Reading substring within quotes from a massive string in Python

Question

I have the following string:

{"name":"INPROCEEDINGS","__typename":"PublicationConferencePaper"},"hasPermiss
ionToLike":true,"hasPermissionToFollow":true,"publicationCategory":"researchSu
mmary","hasPublicFulltexts":false,"canClaim":false,"publicationType":"inProcee
dings","fulltextRequesterCount":0,"requests":{"__pagination__":
[{"offset":0,"limit":1,"list":[]}]},"activeFiguresCount":0,"activeFigures":
{"__pagination__":[{"offset":0,"limit":100,"list":
[]}]},"abstract":"Heterogeneous Multiprocessor System-on-Chip (MPSoC) are 
progressively becoming predominant in most modern mobile devices.
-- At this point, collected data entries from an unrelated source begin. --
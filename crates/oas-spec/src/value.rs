//! Argument values accepted by setters.

use serde::{Deserialize, Serialize};
use serde_json::{Map, Value};

/// Primitive type tag.
///
/// Used on field descriptors as documentation and as a type argument when a
/// caller writes `type: Object`-style values.
#[derive(Debug, Clone, Copy, PartialEq, Eq, Hash, Serialize, Deserialize)]
#[serde(rename_all = "lowercase")]
pub enum ValueType {
    String,
    Boolean,
    Integer,
    Number,
    Array,
    Object,
    Any,
}

impl ValueType {
    /// Name of the type as written in documents
    pub fn as_str(&self) -> &'static str {
        match self {
            ValueType::String => "string",
            ValueType::Boolean => "boolean",
            ValueType::Integer => "integer",
            ValueType::Number => "number",
            ValueType::Array => "array",
            ValueType::Object => "object",
            ValueType::Any => "any",
        }
    }
}

/// A single argument handed to a setter.
#[derive(Debug, Clone, PartialEq)]
pub enum Input {
    /// Plain value, stored as given
    Literal(Value),
    /// Symbolic name, expanded by hooks or stored as its text
    Symbol(String),
    /// Type argument
    Type(ValueType),
    /// Array-shaped type argument, e.g. "an array of `Company`"
    ArrayOf(Box<Input>),
}

/// Shorthand for [`Input::Symbol`].
pub fn sym(name: impl Into<String>) -> Input {
    Input::Symbol(name.into())
}

impl Input {
    pub fn symbol(name: impl Into<String>) -> Self {
        Self::Symbol(name.into())
    }

    pub fn array_of(inner: impl Into<Input>) -> Self {
        Self::ArrayOf(Box::new(inner.into()))
    }

    /// Null literals mean "absent"
    pub fn is_null(&self) -> bool {
        matches!(self, Input::Literal(Value::Null))
    }

    /// Text of a string literal or a symbol
    pub fn text(&self) -> Option<&str> {
        match self {
            Input::Literal(Value::String(s)) | Input::Symbol(s) => Some(s),
            _ => None,
        }
    }

    /// Convert into a storable value. Array-shaped type arguments have no
    /// scalar form.
    pub fn into_value(self) -> Option<Value> {
        match self {
            Input::Literal(value) => Some(value),
            Input::Symbol(name) => Some(Value::String(name)),
            Input::Type(ty) => Some(Value::String(ty.as_str().to_string())),
            Input::ArrayOf(_) => None,
        }
    }

    /// Convert into a map key
    pub fn into_key(self) -> Option<String> {
        match self {
            Input::Literal(Value::String(s)) | Input::Symbol(s) => Some(s),
            Input::Literal(Value::Number(n)) => Some(n.to_string()),
            _ => None,
        }
    }
}

impl From<Value> for Input {
    fn from(value: Value) -> Self {
        Input::Literal(value)
    }
}

impl From<ValueType> for Input {
    fn from(ty: ValueType) -> Self {
        Input::Type(ty)
    }
}

impl From<&str> for Input {
    fn from(s: &str) -> Self {
        Input::Literal(Value::String(s.to_string()))
    }
}

impl From<String> for Input {
    fn from(s: String) -> Self {
        Input::Literal(Value::String(s))
    }
}

macro_rules! literal_from {
    ($($ty:ty),*) => {
        $(
            impl From<$ty> for Input {
                fn from(v: $ty) -> Self {
                    Input::Literal(Value::from(v))
                }
            }
        )*
    };
}

literal_from!(bool, i32, i64, u16, u32, u64, f64);

/// Ordered named arguments.
#[derive(Debug, Clone, Default, PartialEq)]
pub struct Bundle {
    entries: Vec<(String, Input)>,
}

impl Bundle {
    pub fn new() -> Self {
        Self::default()
    }

    /// Builder-style insert
    pub fn with(mut self, name: impl Into<String>, value: impl Into<Input>) -> Self {
        self.insert(name, value);
        self
    }

    /// Insert or replace a named argument, keeping the original position on
    /// replacement
    pub fn insert(&mut self, name: impl Into<String>, value: impl Into<Input>) {
        let name = name.into();
        let value = value.into();
        match self.entries.iter_mut().find(|(n, _)| *n == name) {
            Some(entry) => entry.1 = value,
            None => self.entries.push((name, value)),
        }
    }

    /// Insert only when the caller did not supply the name
    pub fn insert_default(&mut self, name: impl Into<String>, value: impl Into<Input>) {
        let name = name.into();
        if !self.contains(&name) {
            self.entries.push((name, value.into()));
        }
    }

    pub fn get(&self, name: &str) -> Option<&Input> {
        self.entries.iter().find(|(n, _)| n == name).map(|(_, v)| v)
    }

    pub fn contains(&self, name: &str) -> bool {
        self.entries.iter().any(|(n, _)| n == name)
    }

    pub fn remove(&mut self, name: &str) -> Option<Input> {
        let index = self.entries.iter().position(|(n, _)| n == name)?;
        Some(self.entries.remove(index).1)
    }

    pub fn is_empty(&self) -> bool {
        self.entries.is_empty()
    }

    pub fn len(&self) -> usize {
        self.entries.len()
    }

    pub fn iter(&self) -> impl Iterator<Item = (&str, &Input)> {
        self.entries.iter().map(|(n, v)| (n.as_str(), v))
    }

    /// Merge `defaults` underneath this bundle: default names come first, and
    /// any name the caller supplied wins.
    pub fn merge_under(&mut self, defaults: &Bundle) {
        let mut merged = defaults.clone();
        for (name, value) in std::mem::take(&mut self.entries) {
            merged.insert(name, value);
        }
        *self = merged;
    }

    /// Build a bundle from a decoded object, keeping its key order
    pub fn from_object(map: Map<String, Value>) -> Self {
        map.into_iter()
            .map(|(k, v)| (k, Input::Literal(v)))
            .collect()
    }

    /// Collapse into an object literal
    pub fn into_value(self) -> Option<Value> {
        let mut map = Map::new();
        for (name, input) in self.entries {
            map.insert(name, input.into_value()?);
        }
        Some(Value::Object(map))
    }
}

impl IntoIterator for Bundle {
    type Item = (String, Input);
    type IntoIter = std::vec::IntoIter<(String, Input)>;

    fn into_iter(self) -> Self::IntoIter {
        self.entries.into_iter()
    }
}

impl<K: Into<String>> FromIterator<(K, Input)> for Bundle {
    fn from_iter<I: IntoIterator<Item = (K, Input)>>(iter: I) -> Self {
        let mut bundle = Bundle::new();
        for (name, value) in iter {
            bundle.insert(name, value);
        }
        bundle
    }
}

/// Build a [`Bundle`] from `name => value` pairs.
///
/// ```
/// use oas_spec::{bundle, sym};
///
/// let named = bundle! { "title" => "Pets", "ref" => sym("Pet") };
/// assert_eq!(named.len(), 2);
/// ```
#[macro_export]
macro_rules! bundle {
    () => {
        $crate::Bundle::new()
    };
    ($($name:expr => $value:expr),+ $(,)?) => {
        $crate::Bundle::new()$(.with($name, $value))+
    };
}
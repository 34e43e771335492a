//! Schema objects.
//!
//! Schemas accept a few positional forms wherever a schema is expected:
//! a symbol is a reference to a component schema, a type argument sets
//! `type`, and an array-of argument wraps its element in an array schema.
//!
//! ```
//! use oas_openapi::specification::SCHEMA;
//! use oas_spec::{bundle, sym, Call, Input, ValueType};
//! use serde_json::json;
//!
//! let mut schema = SCHEMA.instance();
//! schema.set("type", ValueType::Object).unwrap();
//! schema.call("string", Call::new().arg("name")).unwrap();
//! schema.call("integer", Call::new().arg("age?").with("minimum", 0)).unwrap();
//! schema.call("items", Call::new().arg(Input::array_of(sym("Pet")))).unwrap();
//!
//! assert_eq!(schema.to_tree(), json!({
//!     "type": "object",
//!     "required": ["name"],
//!     "properties": {
//!         "name": {"type": "string"},
//!         "age": {"type": "integer", "minimum": 0}
//!     },
//!     "items": {"type": "array", "items": {"$ref": "#/components/schemas/Pet"}}
//! }));
//! ```

use super::reference::SCHEMAS;
use oas_spec::{
    hooks::{object_hook, prefix_symbol, ObjectHook},
    AttributeDescriptor, Call, Cardinality, EntityType, Input, SpecResult, ValueType, Variant,
};
use once_cell::sync::Lazy;

/// Attributes of [`SCHEMA`] whose values are themselves schemas
const NESTED: [&str; 11] = [
    "additional_properties",
    "items",
    "unevaluated_items",
    "properties",
    "pattern_properties",
    "prefix_items",
    "contains",
    "all_of",
    "any_of",
    "one_of",
    "not",
];

pub static SCHEMA: Lazy<EntityType> = Lazy::new(|| {
    let mut schema = EntityType::define("Schema")
        .declare(
            AttributeDescriptor::field("ref?", ValueType::String, Cardinality::Scalar)
                .output_key("$ref"),
        )
        .fields(["title?", "description?", "type?", "format?"])
        .field("nullable?", ValueType::Boolean)
        .array_field("required?", ValueType::String)
        .array_field("enum?", ValueType::Any)
        .field("const?", ValueType::Any)
        .field("default?", ValueType::Any)
        .field("minimum?", ValueType::Number)
        .field("maximum?", ValueType::Number)
        .field("exclusive_minimum?", ValueType::Number)
        .field("exclusive_maximum?", ValueType::Number)
        .field("multiple_of?", ValueType::Number)
        .field("min_length?", ValueType::Integer)
        .field("max_length?", ValueType::Integer)
        .field("pattern?", ValueType::String)
        .field("min_items?", ValueType::Integer)
        .field("max_items?", ValueType::Integer)
        .field("unique_items?", ValueType::Boolean)
        .field("min_properties?", ValueType::Integer)
        .field("max_properties?", ValueType::Integer)
        .field("read_only?", ValueType::Boolean)
        .field("write_only?", ValueType::Boolean)
        .field("deprecated?", ValueType::Boolean)
        .array_field("examples?", ValueType::Any)
        .map("properties?", [Variant::new("property", &SCHEMA)])
        .map(
            "pattern_properties?",
            [Variant::new("pattern_property", &SCHEMA)],
        )
        .field_or_object("additional_properties?", ValueType::Boolean, &SCHEMA)
        .field_or_object("items?", ValueType::Boolean, &SCHEMA)
        .field_or_object("unevaluated_items?", ValueType::Boolean, &SCHEMA)
        .array("prefix_items?", [Variant::new("prefix_item", &SCHEMA)])
        .object("contains?", &SCHEMA)
        .array("all_of?", [Variant::new("all_of", &SCHEMA)])
        .array("any_of?", [Variant::new("any_of", &SCHEMA)])
        .array("one_of?", [Variant::new("one_of", &SCHEMA)])
        .object("not?", &SCHEMA)
        .before_field_hook("ref", prefix_symbol(SCHEMAS))
        .before_key("properties", |schema, key| {
            let Some(key) = key else {
                return Ok(None);
            };
            let (name, required) = oas_spec::naming::parse_declared(&key);
            if required && !schema.values("required").iter().any(|v| v == name) {
                schema.append("required", [name])?;
            }
            Ok(Some(name.to_string()))
        })
        .object_shortcuts(
            "property",
            [
                ("object", typed(ValueType::Object)),
                ("array", typed(ValueType::Array)),
                ("string", typed(ValueType::String)),
                ("integer", typed(ValueType::Integer)),
                ("number", typed(ValueType::Number)),
                ("boolean", typed(ValueType::Boolean)),
            ],
        )
        .alias("p", "property")
        .alias("prop", "property")
        .alias("desc", "description");

    for name in NESTED {
        schema = schema.before_object_hook(name, schema_arguments());
    }
    schema.build()
});

fn typed(value_type: ValueType) -> oas_spec::Bundle {
    oas_spec::bundle! { "type" => value_type }
}

/// Rewrite the positional forms accepted wherever a schema is expected.
///
/// - a symbol becomes `ref`
/// - a type argument becomes `type`
/// - an array-of argument becomes `{type: array, items: <element>}`, with the
///   remaining arguments and the block applied to the element schema
pub fn schema_arguments() -> ObjectHook {
    object_hook(|_, mut call| {
        match call.args.first() {
            Some(Input::Symbol(_)) => {
                let reference = call.args.remove(0);
                call.named.insert_default("ref", reference);
            }
            Some(Input::Type(_)) => {
                let value_type = call.args.remove(0);
                call.named.insert_default("type", value_type);
            }
            Some(Input::ArrayOf(_)) => {
                let Input::ArrayOf(element) = call.args.remove(0) else {
                    return Ok(Some(call));
                };
                return Ok(Some(array_of(*element, call)));
            }
            _ => {}
        }
        Ok(Some(call))
    })
}

fn array_of<'a>(element: Input, call: Call<'a>) -> Call<'a> {
    let Call { args, named, block } = call;
    let mut items = Call::new().arg(element).args(args).named(named);
    items.block = block;
    Call::new()
        .with("type", ValueType::Array)
        .block(move |array| -> SpecResult<()> { array.call("items", items) })
}

#[cfg(test)]
mod tests {
    use super::*;
    use oas_spec::{bundle, sym, Builder};
    use serde_json::json;

    #[test]
    fn test_property_shortcuts_and_required() {
        let schema = Builder::new(&SCHEMA)
            .build(|s| {
                s.set("type", ValueType::Object)?;
                s.call("string", Call::new().arg("name"))?;
                s.call("integer", Call::new().arg("age?").named(bundle! { "minimum" => 0, "maximum" => 150 }))?;
                s.call("string", Call::new().arg("email").with("format", sym("email")))?;
                s.call("p", Call::new().arg("foo").with("enum", json!([1, 2, 3, 4])))?;
                s.call("prop", Call::new().arg("bar").with("ref", sym("Bar")))?;
                s.set("additional_properties", false)
            })
            .unwrap();

        assert_eq!(
            schema.to_tree(),
            json!({
                "type": "object",
                "required": ["name", "email", "foo", "bar"],
                "properties": {
                    "name": {"type": "string"},
                    "age": {"type": "integer", "minimum": 0, "maximum": 150},
                    "email": {"type": "string", "format": "email"},
                    "foo": {"enum": [1, 2, 3, 4]},
                    "bar": {"$ref": "#/components/schemas/Bar"}
                },
                "additionalProperties": false
            })
        );
    }

    #[test]
    fn test_enum_keeps_null_member() {
        let mut schema = SCHEMA.instance();
        schema.append("enum", [json!(null), json!("a")]).unwrap();
        assert_eq!(schema.to_tree(), json!({"enum": [null, "a"]}));
    }

    #[test]
    fn test_redeclared_property_is_required_once() {
        let mut schema = SCHEMA.instance();
        schema.call("string", Call::new().arg("name")).unwrap();
        schema.call("integer", Call::new().arg("name")).unwrap();
        assert_eq!(schema.values("required"), &[json!("name")]);
        assert_eq!(
            schema.entries("properties").unwrap().get("name").unwrap().str("type"),
            Some("integer")
        );
    }

    #[test]
    fn test_array_property_with_items_block() {
        let mut schema = SCHEMA.instance();
        schema
            .call(
                "array",
                Call::new().arg("owners").block(|owners| {
                    owners.call("items", Call::new().with("ref", sym("OwnerData")))
                }),
            )
            .unwrap();
        schema
            .call("all_of", Call::new().with("ref", sym("CompanyData")))
            .unwrap();

        assert_eq!(
            schema.to_tree(),
            json!({
                "required": ["owners"],
                "properties": {
                    "owners": {
                        "type": "array",
                        "items": {"$ref": "#/components/schemas/OwnerData"}
                    }
                },
                "allOf": [{"$ref": "#/components/schemas/CompanyData"}]
            })
        );
    }

    #[test]
    fn test_prefix_items_and_contains() {
        let mut schema = SCHEMA.instance();
        schema.call("prefix_item", Call::new().arg(ValueType::Number)).unwrap();
        schema.call("prefix_item", Call::new().arg(ValueType::String)).unwrap();
        schema.call("contains", Call::new().arg(ValueType::Number)).unwrap();
        schema.set("unevaluated_items", false).unwrap();

        assert_eq!(
            schema.to_tree(),
            json!({
                "prefixItems": [{"type": "number"}, {"type": "string"}],
                "unevaluatedItems": false,
                "contains": {"type": "number"}
            })
        );
    }

    #[test]
    fn test_array_of_wraps_element() {
        let mut schema = SCHEMA.instance();
        schema
            .call(
                "items",
                Call::new()
                    .arg(Input::array_of(ValueType::String))
                    .with("min_length", 1),
            )
            .unwrap();
        assert_eq!(
            schema.to_tree(),
            json!({"items": {"type": "array", "items": {"type": "string", "minLength": 1}}})
        );
    }

    #[test]
    fn test_property_without_key_fails() {
        let mut schema = SCHEMA.instance();
        let err = schema.call("property", Call::new().with("type", "string")).unwrap_err();
        assert!(matches!(err, oas_spec::SpecError::MissingKey { entity: "Schema", .. }));
    }
}
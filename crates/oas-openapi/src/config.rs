use crate::error::{OpenApiError, OpenApiResult};
use serde::{Deserialize, Serialize};
use std::path::Path;

/// Configuration for document generation
#[derive(Debug, Clone, PartialEq, Serialize, Deserialize)]
#[serde(default)]
pub struct DocumentConfig {
    /// Version written to `openapi` when the document does not set one
    pub openapi_version: String,

    /// Output format used by [`crate::OpenApiGenerator::render`]
    pub format: OutputFormat,

    /// Pretty print JSON output
    pub pretty_print: bool,

    /// Reject documents with unset required attributes before rendering
    pub validate_required: bool,

    /// Companion TypeScript declaration settings
    pub typings: TypingsConfig,
}

/// Available output formats
#[derive(Debug, Clone, Copy, PartialEq, Eq, Serialize, Deserialize)]
#[serde(rename_all = "lowercase")]
pub enum OutputFormat {
    Json,
    Yaml,
}

/// Settings for [`crate::typings::TypingsGenerator`]
#[derive(Debug, Clone, PartialEq, Serialize, Deserialize)]
#[serde(default)]
pub struct TypingsConfig {
    /// Module the generated declarations import `components` and
    /// `operations` from
    pub types_module: String,

    /// `$id` given to the exported schema map
    pub schemas_id: String,
}

impl Default for DocumentConfig {
    fn default() -> Self {
        Self {
            openapi_version: "3.1.0".to_string(),
            format: OutputFormat::Json,
            pretty_print: true,
            validate_required: false,
            typings: TypingsConfig::default(),
        }
    }
}

impl Default for TypingsConfig {
    fn default() -> Self {
        Self {
            types_module: "./openapi.d.ts".to_string(),
            schemas_id: "schemas.json".to_string(),
        }
    }
}

impl DocumentConfig {
    /// Load a configuration from a YAML file
    pub fn load(path: impl AsRef<Path>) -> OpenApiResult<Self> {
        let content = std::fs::read_to_string(path)?;
        Self::from_yaml(&content)
    }

    /// Parse a configuration from YAML text
    pub fn from_yaml(content: &str) -> OpenApiResult<Self> {
        let config: Self = serde_yaml::from_str(content)
            .map_err(|e| OpenApiError::config_error(format!("invalid configuration: {}", e)))?;
        if config.openapi_version.trim().is_empty() {
            return Err(OpenApiError::config_error("openapi_version must not be empty"));
        }
        Ok(config)
    }

    pub fn with_openapi_version(mut self, version: &str) -> Self {
        self.openapi_version = version.to_string();
        self
    }

    pub fn with_format(mut self, format: OutputFormat) -> Self {
        self.format = format;
        self
    }

    pub fn with_pretty_print(mut self, pretty_print: bool) -> Self {
        self.pretty_print = pretty_print;
        self
    }

    pub fn with_validate_required(mut self, validate_required: bool) -> Self {
        self.validate_required = validate_required;
        self
    }

    pub fn with_typings(mut self, types_module: &str, schemas_id: &str) -> Self {
        self.typings = TypingsConfig {
            types_module: types_module.to_string(),
            schemas_id: schemas_id.to_string(),
        };
        self
    }
}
These 
devices are required to perform processing of applications within thermal,
 energy and performance constraints. However, most stock power and thermal
 management mechanisms either neglect some of these constraints or rely on 
frequency scaling to achieve energy-efficiency and temperature reduction on 
the device. Although this inefficient technique can reduce temporal thermal
 gradient, but at the same time hurts the performance of the executing task.
 In this paper, we propose a thermal and energy management mechanism which 
achieves reduction in thermal gradient as well as energy-efficiency through 
resource mapping and thread-partitioning of applications with online 
optimization in heterogeneous MPSoCs. The efficacy of the proposed approach is 
experimentally appraised using different applications from Polybench benchmark 
suite on Odroid-XU4 developmental platform. Results show 28% performance 
improvement, 28.32% energy saving and reduced thermal variance of over 76%
 when compared to the existing approaches. Additionally, the method is able to
 free more than 90% in memory storage on the MPSoC, which would have been 
previously utilized to store several task-to-thread mapping 
configurations.","hasRequestedAbstract":false,"lockedFields"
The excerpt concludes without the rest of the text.